(Task item): After locating the line with "let handle = thread::spawn(move" in the data that follows, return it and every later line exactly, up to and including the line with "#[derive(Debug, Clone, Copy, PartialEq, Eq, Default)]".

(Data in this exercise):
◇ ◇ ◇ ◇
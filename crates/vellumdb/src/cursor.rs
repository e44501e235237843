//! Batched operation cursors.
//!
//! A cursor wraps an index iterator and resolves document keys to bodies in
//! batches of up to `batch_size`, bounded by `limit`. Cursors either carry a
//! live iterator or just a failure code; a zero-limit scan produces a
//! successful, already-exhausted cursor.

use std::sync::Arc;

use vellumdb_core::{ErrorCode, Value};
use vellumdb_index::IndexIterator;
use vellumdb_storage::DocumentCollection;

use crate::transaction::result::OperationResult;

/// The scan kinds the cursor factory supports.
#[derive(Debug, Clone, Copy, PartialEq, Eq)]
pub enum CursorType {
    /// A single batch starting at an arbitrary position.
    Any,
    /// Full scan in primary-index order.
    All,
    /// Scan of an explicitly chosen index.
    Index,
}

/// A batched cursor over documents.
#[derive(Debug)]
pub struct OperationCursor {
    code: ErrorCode,
    collection: Option<Arc<DocumentCollection>>,
    iterator: Option<IndexIterator>,
    limit: u64,
    batch_size: u64,
}

impl OperationCursor {
    /// A cursor that only carries a failure code.
    #[must_use]
    pub fn failed(code: ErrorCode) -> Self {
        Self { code, collection: None, iterator: None, limit: 0, batch_size: 0 }
    }

    /// A successful cursor with nothing to return.
    #[must_use]
    pub fn empty() -> Self {
        Self::failed(ErrorCode::NoError)
    }

    /// A live cursor.
    #[must_use]
    pub fn new(
        collection: Arc<DocumentCollection>,
        iterator: IndexIterator,
        limit: u64,
        batch_size: u64,
    ) -> Self {
        Self {
            code: ErrorCode::NoError,
            collection: Some(collection),
            iterator: Some(iterator),
            limit,
            batch_size: batch_size.max(1),
        }
    }

    /// The cursor status.
    #[must_use]
    pub fn code(&self) -> ErrorCode {
        self.code
    }

    /// Returns `true` when the cursor failed to build.
    #[must_use]
    pub fn failed_to_build(&self) -> bool {
        self.code.is_error()
    }

    /// Returns `true` while more documents can be fetched.
    #[must_use]
    pub fn has_more(&self) -> bool {
        self.limit > 0 && self.iterator.as_ref().is_some_and(|it| !it.is_exhausted())
    }

    /// Fetch the next batch of documents.
    ///
    /// Keys whose document vanished between snapshot and fetch are skipped
    /// silently.
    pub fn get_more(&mut self) -> OperationResult {
        if self.code.is_error() {
            return OperationResult::from_code(self.code);
        }
        let (Some(collection), Some(iterator)) = (&self.collection, &mut self.iterator) else {
            return OperationResult::with_payload(
                Some(Value::Array(Vec::new())),
                ErrorCode::NoError,
                false,
            );
        };

        let mut documents = Vec::new();
        while self.limit > 0 && (documents.len() as u64) < self.batch_size {
            let Some(key) = iterator.next() else {
                break;
            };
            if let Ok(stored) = collection.read(&key) {
                documents.push(stored.body);
                self.limit -= 1;
            }
        }

        OperationResult::with_payload(Some(Value::Array(documents)), ErrorCode::NoError, false)
    }
}
//! Shared index handles.

use std::fmt;
use std::sync::Arc;

use vellumdb_core::Value;

use crate::index::Index;

/// A shared reference to an index.
///
/// Multiple handles may refer to the same index; equality is reference
/// equality on the underlying index. Handles carry enough descriptor access
/// for the planner to work without touching the entries.
#[derive(Clone)]
pub struct IndexHandle {
    index: Arc<Index>,
}

impl IndexHandle {
    /// Wrap an index in a handle.
    #[must_use]
    pub fn new(index: Arc<Index>) -> Self {
        Self { index }
    }

    /// The underlying index.
    #[must_use]
    pub fn index(&self) -> &Arc<Index> {
        &self.index
    }

    /// Serialise the descriptor, optionally with figures.
    #[must_use]
    pub fn to_value(&self, with_figures: bool) -> Value {
        self.index.to_value(with_figures)
    }
}

impl PartialEq for IndexHandle {
    fn eq(&self, other: &Self) -> bool {
        Arc::ptr_eq(&self.index, &other.index)
    }
}

impl Eq for IndexHandle {}

impl fmt::Debug for IndexHandle {
    fn fmt(&self, f: &mut fmt::Formatter<'_>) -> fmt::Result {
        f.debug_struct("IndexHandle").field("descriptor", self.index.descriptor()).finish()
    }
}
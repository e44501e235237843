//! Wire-level response codes.

/// The subset of HTTP response codes the CRUD pipelines map.
#[derive(Debug, Clone, Copy, PartialEq, Eq)]
pub enum ResponseCode {
    /// 200
    Ok,
    /// 201
    Created,
    /// 202
    Accepted,
    /// 400
    Bad,
    /// 404
    NotFound,
    /// 409
    Conflict,
    /// 412
    PreconditionFailed,
    /// 500
    ServerError,
    /// 501
    NotImplemented,
}

impl ResponseCode {
    /// The numeric status code.
    #[must_use]
    pub const fn as_u16(self) -> u16 {
        match self {
            Self::Ok => 200,
            Self::Created => 201,
            Self::Accepted => 202,
            Self::Bad => 400,
            Self::NotFound => 404,
            Self::Conflict => 409,
            Self::PreconditionFailed => 412,
            Self::ServerError => 500,
            Self::NotImplemented => 501,
        }
    }

    /// Map a numeric status code; codes outside the handled subset collapse
    /// to their class (2xx → `Ok`, everything else → `ServerError`).
    #[must_use]
    pub const fn from_u16(code: u16) -> Self {
        match code {
            200 => Self::Ok,
            201 => Self::Created,
            202 => Self::Accepted,
            400 => Self::Bad,
            404 => Self::NotFound,
            409 => Self::Conflict,
            412 => Self::PreconditionFailed,
            501 => Self::NotImplemented,
            c if c >= 200 && c < 300 => Self::Ok,
            _ => Self::ServerError,
        }
    }

    /// Returns `true` for the 2xx codes.
    #[must_use]
    pub const fn is_success(self) -> bool {
        self.as_u16() < 300
    }
}

#[cfg(test)]
mod tests {
    use super::*;

    #[test]
    fn test_round_trip() {
        for code in [
            ResponseCode::Ok,
            ResponseCode::Created,
            ResponseCode::Accepted,
            ResponseCode::Bad,
            ResponseCode::NotFound,
            ResponseCode::Conflict,
            ResponseCode::PreconditionFailed,
            ResponseCode::ServerError,
            ResponseCode::NotImplemented,
        ] {
            assert_eq!(ResponseCode::from_u16(code.as_u16()), code);
        }
    }

    #[test]
    fn test_unknown_codes_collapse_to_class() {
        assert_eq!(ResponseCode::from_u16(204), ResponseCode::Ok);
        assert_eq!(ResponseCode::from_u16(503), ResponseCode::ServerError);
        assert_eq!(ResponseCode::from_u16(418), ResponseCode::ServerError);
    }
}
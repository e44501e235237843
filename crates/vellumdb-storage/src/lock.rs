//! Explicit collection-level read/write lock.
//!
//! Transactions acquire and release collection locks at operation
//! granularity, not lexical scope, so the usual guard-based lock types do
//! not fit. This is a plain readers/writer lock with explicit unlock,
//! tracked by the transaction state that took it.

use parking_lot::{Condvar, Mutex};

#[derive(Debug, Default)]
struct LockState {
    readers: u32,
    writer: bool,
}

/// A readers/writer lock with explicit acquire and release.
#[derive(Debug, Default)]
pub struct CollectionLock {
    state: Mutex<LockState>,
    changed: Condvar,
}

impl CollectionLock {
    /// Create an unlocked lock.
    #[must_use]
    pub fn new() -> Self {
        Self::default()
    }

    /// Acquire the lock for reading, blocking while a writer holds it.
    pub fn lock_read(&self) {
        let mut state = self.state.lock();
        while state.writer {
            self.changed.wait(&mut state);
        }
        state.readers += 1;
    }

    /// Acquire the lock for writing, blocking while anyone holds it.
    pub fn lock_write(&self) {
        let mut state = self.state.lock();
        while state.writer || state.readers > 0 {
            self.changed.wait(&mut state);
        }
        state.writer = true;
    }

    /// Release a read acquisition.
    ///
    /// # Panics
    ///
    /// Panics if the lock is not held for reading; unbalanced unlocks are a
    /// programming error.
    pub fn unlock_read(&self) {
        let mut state = self.state.lock();
        assert!(state.readers > 0, "unlock_read without matching lock_read");
        state.readers -= 1;
        if state.readers == 0 {
            self.changed.notify_all();
        }
    }

    /// Release a write acquisition.
    ///
    /// # Panics
    ///
    /// Panics if the lock is not held for writing.
    pub fn unlock_write(&self) {
        let mut state = self.state.lock();
        assert!(state.writer, "unlock_write without matching lock_write");
        state.writer = false;
        self.changed.notify_all();
    }
}

#[cfg(test)]
mod tests {
    use super::*;
    use std::sync::Arc;
    use std::thread;

    #[test]
    fn test_readers_share_writers_exclude() {
        let lock = Arc::new(CollectionLock::new());
        lock.lock_read();
        lock.lock_read();
        lock.unlock_read();
        lock.unlock_read();

        lock.lock_write();
        let contender = Arc::clone(&lock);
        let handle = thread::spawn(move || {
            contender.lock_read();
            contender.unlock_read();
        });
        lock.unlock_write();
        handle.join().expect("reader thread");
    }
}
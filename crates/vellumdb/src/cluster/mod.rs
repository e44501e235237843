//! Cluster plumbing: deployment roles, the shard-dispatch RPC surface and
//! follower replication.

pub mod dispatch;
pub mod followers;
pub mod response;

pub use dispatch::{
    collection_path, document_key_path, document_path, url_encode, RequestMethod, ShardDispatch,
    ShardRequest, ShardResponse, NOLOCK_HEADER,
};
pub use followers::replicate_to_followers;
pub use response::ResponseCode;

/// The role a process plays in the deployment.
///
/// Coordinators route every CRUD operation to shard servers and never touch
/// local data; database servers hold shards and replicate to followers;
/// single servers do neither.
#[derive(Debug, Clone, Copy, PartialEq, Eq, Default)]
pub enum ServerRole {
    /// A standalone server.
    #[default]
    Single,
    /// A cluster coordinator.
    Coordinator,
    /// A cluster database (shard) server.
    DbServer,
}

impl ServerRole {
    /// Returns `true` on coordinators.
    #[must_use]
    pub const fn is_coordinator(self) -> bool {
        matches!(self, Self::Coordinator)
    }

    /// Returns `true` on database servers.
    #[must_use]
    pub const fn is_db_server(self) -> bool {
        matches!(self, Self::DbServer)
    }
}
◇ ◇ ◇ ◇
(Exercise solution):
        let handle = thread::spawn(move || {
            contender.lock_read();
            contender.unlock_read();
        });
        lock.unlock_write();
        handle.join().expect("reader thread");
    }
}
filename crates/vellumdb/src/cluster/mod.rs
repository e44501e235237843
//! Cluster plumbing: deployment roles, the shard-dispatch RPC surface and
//! follower replication.

pub mod dispatch;
pub mod followers;
pub mod response;

pub use dispatch::{
    collection_path, document_key_path, document_path, url_encode, RequestMethod, ShardDispatch,
    ShardRequest, ShardResponse, NOLOCK_HEADER,
};
pub use followers::replicate_to_followers;
pub use response::ResponseCode;

/// The role a process plays in the deployment.
///
/// Coordinators route every CRUD operation to shard servers and never touch
/// local data; database servers hold shards and replicate to followers;
/// single servers do neither.
#[derive(Debug, Clone, Copy, PartialEq, Eq, Default)]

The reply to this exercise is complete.